//! 路径解析引擎
//!
//! 从全局根 Tnode 出发，逐个组件地走完绝对路径：
//!
//! - `.` 不做任何操作，`..` 沿 Inode 的父 Tnode 反向引用回退（根的父是自己）
//! - 普通名字先线性扫描当前 Inode 的挂载列表，命中则切换到该挂载的根 Tnode；
//!   否则查子 Tnode 缓存，最后才调用驱动的 `lookup`
//!
//! 解析过程中不持有跨步骤的锁，依赖系统调用层的串行化。

use alloc::string::String;
use alloc::sync::Arc;

use crate::config::NAME_MAX;
use crate::{FsError, InodeDesc, InodeId, Tnode, Vfs};

/// 检查单个路径组件的长度
pub fn check_name(name: &str) -> Result<(), FsError> {
    if name.len() > NAME_MAX {
        return Err(FsError::NameTooLong);
    }
    Ok(())
}

/// 将绝对路径分割为父目录部分和最后一个组件
///
/// 末尾带斜杠、相对路径、根本身以及以 `.`/`..` 结尾的路径返回
/// [`FsError::InvalidArgument`]。
pub fn split_path(path: &str) -> Result<(String, String), FsError> {
    if !path.starts_with('/') {
        return Err(FsError::InvalidArgument);
    }
    // 如果路径以斜杠结尾，说明是目录而非文件，返回错误
    if path.ends_with('/') {
        return Err(FsError::InvalidArgument);
    }

    let pos = path.rfind('/').ok_or(FsError::InvalidArgument)?;
    let name = &path[pos + 1..];
    if name == "." || name == ".." {
        return Err(FsError::InvalidArgument);
    }
    check_name(name)?;

    let dir = path[..pos].trim_end_matches('/');
    let dir = if dir.is_empty() { "/" } else { dir };
    Ok((String::from(dir), String::from(name)))
}

impl Vfs {
    /// 将绝对路径解析为 Tnode
    pub fn resolve(&self, path: &str) -> Result<Arc<Tnode>, FsError> {
        if !path.starts_with('/') || path == "//" {
            return Err(FsError::InvalidArgument);
        }

        let mut current = self.root()?;
        for name in path.split('/').filter(|s| !s.is_empty()) {
            current = self.walk_component(&current, name)?;
        }

        if path.len() > 1 && path.ends_with('/') && !current.inode().is_dir() {
            return Err(FsError::InvalidArgument);
        }
        Ok(current)
    }

    /// 解析单个路径组件
    ///
    /// `resolve(dirname(p))` 之后再对 `basename(p)` 调用本函数，
    /// 得到的 Tnode 与 `resolve(p)` 相同。
    pub fn walk_component(&self, base: &Arc<Tnode>, name: &str) -> Result<Arc<Tnode>, FsError> {
        let dir = base.inode();
        if !dir.is_dir() {
            return Err(FsError::NotFound);
        }
        match name {
            "." => Ok(base.clone()),
            ".." => dir.parent().ok_or(FsError::NotFound),
            _ => {
                check_name(name)?;
                // 挂载点遮蔽磁盘上的同名项
                if let Some(mount) = dir.find_mount(name) {
                    return Ok(mount.root().clone());
                }
                self.lookup(base, name)
            }
        }
    }

    /// 在目录中按名字查找子 Tnode（不看挂载列表）
    ///
    /// 先扫描子缓存；缓存已完整时不再询问驱动。
    pub fn lookup(&self, dir: &Arc<Tnode>, name: &str) -> Result<Arc<Tnode>, FsError> {
        let inode = dir.inode();
        if !inode.is_dir() {
            return Err(FsError::NotDirectory);
        }
        {
            let cache = inode.children().lock();
            if let Some(child) = cache.find(name) {
                return Ok(child);
            }
            if cache.complete {
                return Err(FsError::NotFound);
            }
        }

        match inode.ops().lookup(name)? {
            Some(desc) => self.adopt(dir, name, desc),
            None => Err(FsError::NotFound),
        }
    }

    /// 不带名字的 lookup：完整枚举目录并标记缓存为完整
    ///
    /// 驱动返回的 "." 与 ".." 不进入缓存。
    pub fn populate(&self, dir: &Arc<Tnode>) -> Result<(), FsError> {
        let inode = dir.inode();
        if !inode.is_dir() {
            return Err(FsError::NotDirectory);
        }
        if inode.children().lock().complete {
            return Ok(());
        }

        for (name, desc) in inode.ops().enumerate()? {
            if name == "." || name == ".." {
                continue;
            }
            self.adopt(dir, &name, desc)?;
        }
        inode.children().lock().complete = true;
        Ok(())
    }

    /// 将驱动描述的新节点挂入 `dir` 的子缓存
    ///
    /// 通过 Inode Store 取得规范 Inode，新 Tnode 持有一个引用。
    /// 若同名子项已在缓存中（并发填充），直接返回已有的 Tnode。
    pub(crate) fn adopt(
        &self,
        dir: &Arc<Tnode>,
        name: &str,
        desc: InodeDesc,
    ) -> Result<Arc<Tnode>, FsError> {
        let id = InodeId::new(dir.inode().id().dev, desc.index);
        let inode = self.store.get_or_create(id, desc)?;

        let mut cache = dir.inode().children().lock();
        if let Some(existing) = cache.find(name) {
            drop(cache);
            self.store.put(&inode);
            return Ok(existing);
        }
        if let Err(e) = cache.entries.try_reserve(1) {
            drop(cache);
            self.store.put(&inode);
            return Err(e.into());
        }

        let tnode = Arc::new(Tnode::new(String::from(name), inode.clone()));
        inode.inc_ref();
        inode.set_parent(Arc::downgrade(dir));
        cache.entries.push(tnode.clone());
        drop(cache);

        self.store.put(&inode);
        Ok(tnode)
    }

    /// 确认 `name` 在 `dir` 下既不是挂载点也不是已有子项
    pub(crate) fn check_vacant(&self, dir: &Arc<Tnode>, name: &str) -> Result<(), FsError> {
        if dir.inode().find_mount(name).is_some() {
            return Err(FsError::AlreadyExists);
        }
        self.populate(dir)?;
        if dir.inode().children().lock().find(name).is_some() {
            return Err(FsError::AlreadyExists);
        }
        Ok(())
    }
}

/// 拼接挂载路径
pub(crate) fn join_path(dir: &str, name: &str) -> String {
    let mut path = String::from(dir);
    if !path.ends_with('/') {
        path.push('/');
    }
    path.push_str(name);
    path
}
---*---
_Exercise instructions:_ Note how many lines in the listing above hold the string "current", then give only that figure.

_Exercise answer:_ 4